■ YOUR TASK ■
Scan the records for "GitError" and copy each line that contains it.
Segment Open
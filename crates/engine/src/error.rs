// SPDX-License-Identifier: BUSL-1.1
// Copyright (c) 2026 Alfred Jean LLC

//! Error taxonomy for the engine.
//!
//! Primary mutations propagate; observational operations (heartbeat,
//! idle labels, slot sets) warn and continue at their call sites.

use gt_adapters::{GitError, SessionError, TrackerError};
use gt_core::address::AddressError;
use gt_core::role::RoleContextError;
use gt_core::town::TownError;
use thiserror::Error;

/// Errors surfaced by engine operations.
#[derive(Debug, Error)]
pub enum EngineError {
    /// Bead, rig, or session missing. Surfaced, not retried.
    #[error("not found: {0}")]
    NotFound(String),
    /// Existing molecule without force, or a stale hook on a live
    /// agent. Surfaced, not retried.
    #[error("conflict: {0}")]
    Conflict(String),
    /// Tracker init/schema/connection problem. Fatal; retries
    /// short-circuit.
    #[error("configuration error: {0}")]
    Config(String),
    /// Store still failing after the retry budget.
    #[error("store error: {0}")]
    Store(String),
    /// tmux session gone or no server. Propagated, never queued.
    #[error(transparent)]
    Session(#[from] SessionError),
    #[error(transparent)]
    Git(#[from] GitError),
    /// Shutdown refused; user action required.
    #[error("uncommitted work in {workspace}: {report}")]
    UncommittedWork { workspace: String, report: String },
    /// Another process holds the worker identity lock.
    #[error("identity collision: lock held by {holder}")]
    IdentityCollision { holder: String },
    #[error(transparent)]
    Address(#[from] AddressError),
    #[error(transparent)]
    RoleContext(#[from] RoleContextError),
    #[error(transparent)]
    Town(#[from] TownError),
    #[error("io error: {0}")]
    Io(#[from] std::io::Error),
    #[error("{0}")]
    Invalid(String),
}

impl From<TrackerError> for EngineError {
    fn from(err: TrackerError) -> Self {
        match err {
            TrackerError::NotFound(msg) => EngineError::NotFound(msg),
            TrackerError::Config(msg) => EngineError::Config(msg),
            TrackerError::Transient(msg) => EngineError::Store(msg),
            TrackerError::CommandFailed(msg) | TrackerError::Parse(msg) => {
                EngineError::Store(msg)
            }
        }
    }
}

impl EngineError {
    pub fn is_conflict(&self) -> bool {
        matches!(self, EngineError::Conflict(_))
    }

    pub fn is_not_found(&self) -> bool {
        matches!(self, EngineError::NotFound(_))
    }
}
Segment Closed
Segment Open
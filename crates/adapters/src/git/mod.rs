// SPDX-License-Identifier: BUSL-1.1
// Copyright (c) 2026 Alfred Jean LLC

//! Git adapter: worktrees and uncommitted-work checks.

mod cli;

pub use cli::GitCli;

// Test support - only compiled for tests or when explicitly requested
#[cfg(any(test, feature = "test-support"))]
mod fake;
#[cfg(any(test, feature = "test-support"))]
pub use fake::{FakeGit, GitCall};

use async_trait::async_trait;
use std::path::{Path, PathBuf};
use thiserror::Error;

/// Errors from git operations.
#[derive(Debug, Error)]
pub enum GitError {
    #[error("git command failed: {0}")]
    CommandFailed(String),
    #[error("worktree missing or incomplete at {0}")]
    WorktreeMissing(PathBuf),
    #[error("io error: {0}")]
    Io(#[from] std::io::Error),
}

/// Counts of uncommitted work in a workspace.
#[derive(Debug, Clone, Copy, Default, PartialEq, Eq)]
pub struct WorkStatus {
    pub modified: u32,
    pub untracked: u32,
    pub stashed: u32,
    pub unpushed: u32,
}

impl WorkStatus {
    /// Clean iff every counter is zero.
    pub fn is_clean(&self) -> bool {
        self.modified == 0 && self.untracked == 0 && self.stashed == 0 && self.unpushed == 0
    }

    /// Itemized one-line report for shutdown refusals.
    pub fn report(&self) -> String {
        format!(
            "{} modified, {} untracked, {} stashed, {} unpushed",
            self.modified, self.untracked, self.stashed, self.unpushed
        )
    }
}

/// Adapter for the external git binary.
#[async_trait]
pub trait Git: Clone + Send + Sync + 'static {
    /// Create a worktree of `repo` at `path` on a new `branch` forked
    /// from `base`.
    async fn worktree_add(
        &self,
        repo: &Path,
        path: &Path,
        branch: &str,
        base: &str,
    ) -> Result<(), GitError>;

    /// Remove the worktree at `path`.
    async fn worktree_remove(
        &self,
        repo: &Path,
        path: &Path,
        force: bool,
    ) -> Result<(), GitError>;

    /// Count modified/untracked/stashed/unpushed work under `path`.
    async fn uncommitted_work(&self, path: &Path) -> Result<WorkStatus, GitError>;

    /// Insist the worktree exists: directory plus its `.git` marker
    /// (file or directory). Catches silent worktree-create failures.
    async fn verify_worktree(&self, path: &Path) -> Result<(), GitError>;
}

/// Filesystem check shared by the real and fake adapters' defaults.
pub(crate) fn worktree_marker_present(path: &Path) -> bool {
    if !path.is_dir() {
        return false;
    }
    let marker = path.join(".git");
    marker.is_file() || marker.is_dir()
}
Segment Closed
Segment Open
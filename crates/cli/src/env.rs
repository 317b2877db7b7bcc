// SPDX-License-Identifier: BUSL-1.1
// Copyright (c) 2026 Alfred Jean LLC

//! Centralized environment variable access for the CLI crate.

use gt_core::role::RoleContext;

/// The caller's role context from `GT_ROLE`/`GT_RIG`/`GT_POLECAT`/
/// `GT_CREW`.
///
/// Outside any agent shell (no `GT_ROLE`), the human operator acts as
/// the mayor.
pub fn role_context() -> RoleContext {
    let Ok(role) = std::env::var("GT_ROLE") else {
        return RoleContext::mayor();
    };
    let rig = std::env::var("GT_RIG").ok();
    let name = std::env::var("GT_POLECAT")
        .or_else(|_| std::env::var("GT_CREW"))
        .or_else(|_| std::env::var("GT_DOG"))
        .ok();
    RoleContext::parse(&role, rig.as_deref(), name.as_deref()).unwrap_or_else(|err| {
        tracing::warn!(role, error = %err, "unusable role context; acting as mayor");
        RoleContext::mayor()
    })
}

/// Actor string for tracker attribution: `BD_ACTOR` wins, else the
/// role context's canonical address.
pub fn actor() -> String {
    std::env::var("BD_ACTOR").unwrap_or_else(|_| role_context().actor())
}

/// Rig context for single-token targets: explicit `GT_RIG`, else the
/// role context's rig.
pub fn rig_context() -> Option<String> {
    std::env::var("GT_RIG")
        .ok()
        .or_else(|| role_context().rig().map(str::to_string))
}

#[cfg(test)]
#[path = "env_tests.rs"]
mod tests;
Segment Closed
■ ANSWER AREA ■
use gt_adapters::{GitError, SessionError, TrackerError};
    Git(#[from] GitError),
pub enum GitError {
    ) -> Result<(), GitError>;
    ) -> Result<(), GitError>;
    async fn uncommitted_work(&self, path: &Path) -> Result<WorkStatus, GitError>;
    async fn verify_worktree(&self, path: &Path) -> Result<(), GitError>;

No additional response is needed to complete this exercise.